In articles on insurance, Dr. Hemenway described a general reason why low-risk individuals often buy insurance, and coined the term "propitious selection." Recent economic studies have focused on empirically determining which goods are more and less positional (e.g., bought largely to "keep up with the Joneses"). An early statistics article, Why Your Classes are Larger than Average, has been anthologized in various mathematical collections.
Dr. Hemenway has written five books. Industrywide Voluntary Product Standards (1975) describes the role of voluntary standards and standardization in the U.S. economy. Monitoring and Compliance: the Political Economy of Inspection (1985) describes the importance of inspection processes in ensuring that regulations are followed, and the reasons the system often fails. Prices and Choices (3rd edition) (1993) is a collection of twenty-six of his original essays applying microeconomic theory to everyday life.
Private Guns Public Health (2006, 2017) describes the public health approach to reducing firearm violence, and summarizes the scientific studies on the firearms and health.

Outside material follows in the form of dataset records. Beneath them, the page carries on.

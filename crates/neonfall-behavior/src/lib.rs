//! Enemy steering and action state machines.
//!
//! This crate is ECS-free: the simulation collects a [`BehaviorContext`]
//! per enemy, calls [`evaluate`], and applies the returned displacement
//! and actions itself. Keeping the machines pure makes every archetype
//! testable with a context struct and a seeded RNG.

pub mod boss;
pub mod steer;
pub mod templates;

pub use steer::{evaluate, BehaviorAction, BehaviorContext, BehaviorUpdate};

#[cfg(test)]
mod tests;
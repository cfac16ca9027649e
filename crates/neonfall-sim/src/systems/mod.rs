//! Per-tick systems, run in a fixed order by the engine.

pub mod behavior;
pub mod combat;
pub mod hazards;
pub mod movement;
pub mod pickup;
pub mod progression;
pub mod snapshot;
pub mod spawner;
pub mod status;
pub mod weapons;
use rand::rngs::mock::StepRng;
use rand::SeedableRng;

use crate::commands::PlayerCommand;
use crate::components::{Enemy, Payload};
use crate::constants::{ARENA_HEIGHT, ARENA_WIDTH};
use crate::enums::{Behavior, BossKind, Mode, RogueDifficulty};
use crate::events::GameEvent;
use crate::table::WeightedTable;
use crate::types::{Position, SimTime, Vec2};

#[test]
fn vec2_normalized_handles_zero() {
    assert_eq!(Vec2::ZERO.normalized(), Vec2::ZERO);
    let v = Vec2::new(3.0, 4.0).normalized();
    assert!((v.length() - 1.0).abs() < 1e-6);
}

#[test]
fn vec2_rotation_is_degrees() {
    let v = Vec2::new(1.0, 0.0).rotated_deg(90.0);
    assert!(v.x.abs() < 1e-6);
    assert!((v.y - 1.0).abs() < 1e-6);
}

#[test]
fn position_clamps_to_arena() {
    let p = Position::new(-50.0, ARENA_HEIGHT + 80.0).clamped(16.0);
    assert_eq!(p.x, 16.0);
    assert_eq!(p.y, ARENA_HEIGHT - 16.0);
    let inside = Position::new(ARENA_WIDTH / 2.0, 100.0).clamped(16.0);
    assert_eq!(inside.x, ARENA_WIDTH / 2.0);
}

#[test]
fn sim_time_advances_by_delta() {
    let mut t = SimTime::default();
    t.advance(1.0);
    t.advance(0.5);
    assert_eq!(t.tick, 2);
    assert!((t.elapsed - 1.5).abs() < 1e-6);
}

#[test]
fn weighted_table_respects_bands() {
    // StepRng yields a constant 0, so the first band always wins.
    let table = WeightedTable::new(vec![("a", 1.0), ("b", 99.0)]);
    let mut rng = StepRng::new(0, 0);
    for _ in 0..16 {
        assert_eq!(*table.sample(&mut rng), "a");
    }
}

#[test]
fn weighted_table_covers_all_entries() {
    let table = WeightedTable::new(vec![(1u32, 1.0), (2, 1.0), (3, 1.0)]);
    let mut rng = seeded_rng();
    let mut seen = [false; 3];
    for _ in 0..200 {
        seen[(*table.sample(&mut rng) - 1) as usize] = true;
    }
    assert!(seen.iter().all(|s| *s));
}

fn seeded_rng() -> impl rand::Rng {
    rand::rngs::StdRng::seed_from_u64(7)
}

#[test]
#[should_panic]
fn weighted_table_rejects_empty() {
    let _ = WeightedTable::<u32>::new(vec![]);
}

#[test]
fn difficulty_presets() {
    assert_eq!(RogueDifficulty::default(), RogueDifficulty::Normal);
    assert_eq!(RogueDifficulty::Hard.hp_factor(), 2.0);
    assert_eq!(RogueDifficulty::Easy.item_interval(), 200.0);
}

#[test]
fn enemy_alive_excludes_pending_death() {
    let mut e = Enemy {
        behavior: Behavior::Slow,
        boss: None,
        radius: 20.0,
        base_speed: 1.6,
        base_hp: 1.0,
        hp: 1.0,
        max_hp: 1.0,
        shield_hp: 0.0,
        split_child: false,
        pending_death: false,
        boss_processed: false,
    };
    assert!(e.is_alive());
    e.pending_death = true;
    assert!(!e.is_alive());
}

#[test]
fn command_serde_round_trip() {
    let cmd = PlayerCommand::StartGame {
        mode: Mode::Rogue,
        difficulty: RogueDifficulty::Hard,
    };
    let json = serde_json::to_string(&cmd).unwrap();
    let back: PlayerCommand = serde_json::from_str(&json).unwrap();
    assert_eq!(back, cmd);
}

#[test]
fn events_serialize_tagged() {
    let json = serde_json::to_string(&GameEvent::BossIncoming {
        kind: BossKind::Warden,
    })
    .unwrap();
    assert!(json.contains("\"type\":\"BossIncoming\""));
}

#[test]
fn payload_variants_round_trip() {
    let payload = Payload::Resource {
        score: 12,
        energy: 0.0,
        shield: 0.0,
        multiplier: 1.0,
        duration: 0.0,
    };
    let json = serde_json::to_string(&payload).unwrap();
    assert!(serde_json::from_str::<Payload>(&json).is_ok());
}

While You Were Sleeping: Success Stories in Injury and Violence Prevention (2009) describes more than sixty successes, and over thirty heroes who have made the world safer. This readable book helps answer the questions "What is public health?" and "What is the public health approach?" To read more about this ode to public health, click here for Dr. Hemenway's book blog.
Jain V, Hemenway D.
J Urban Health. 2024 Oct. 101(5):951-954. PMID: 39196466
Hemenway D.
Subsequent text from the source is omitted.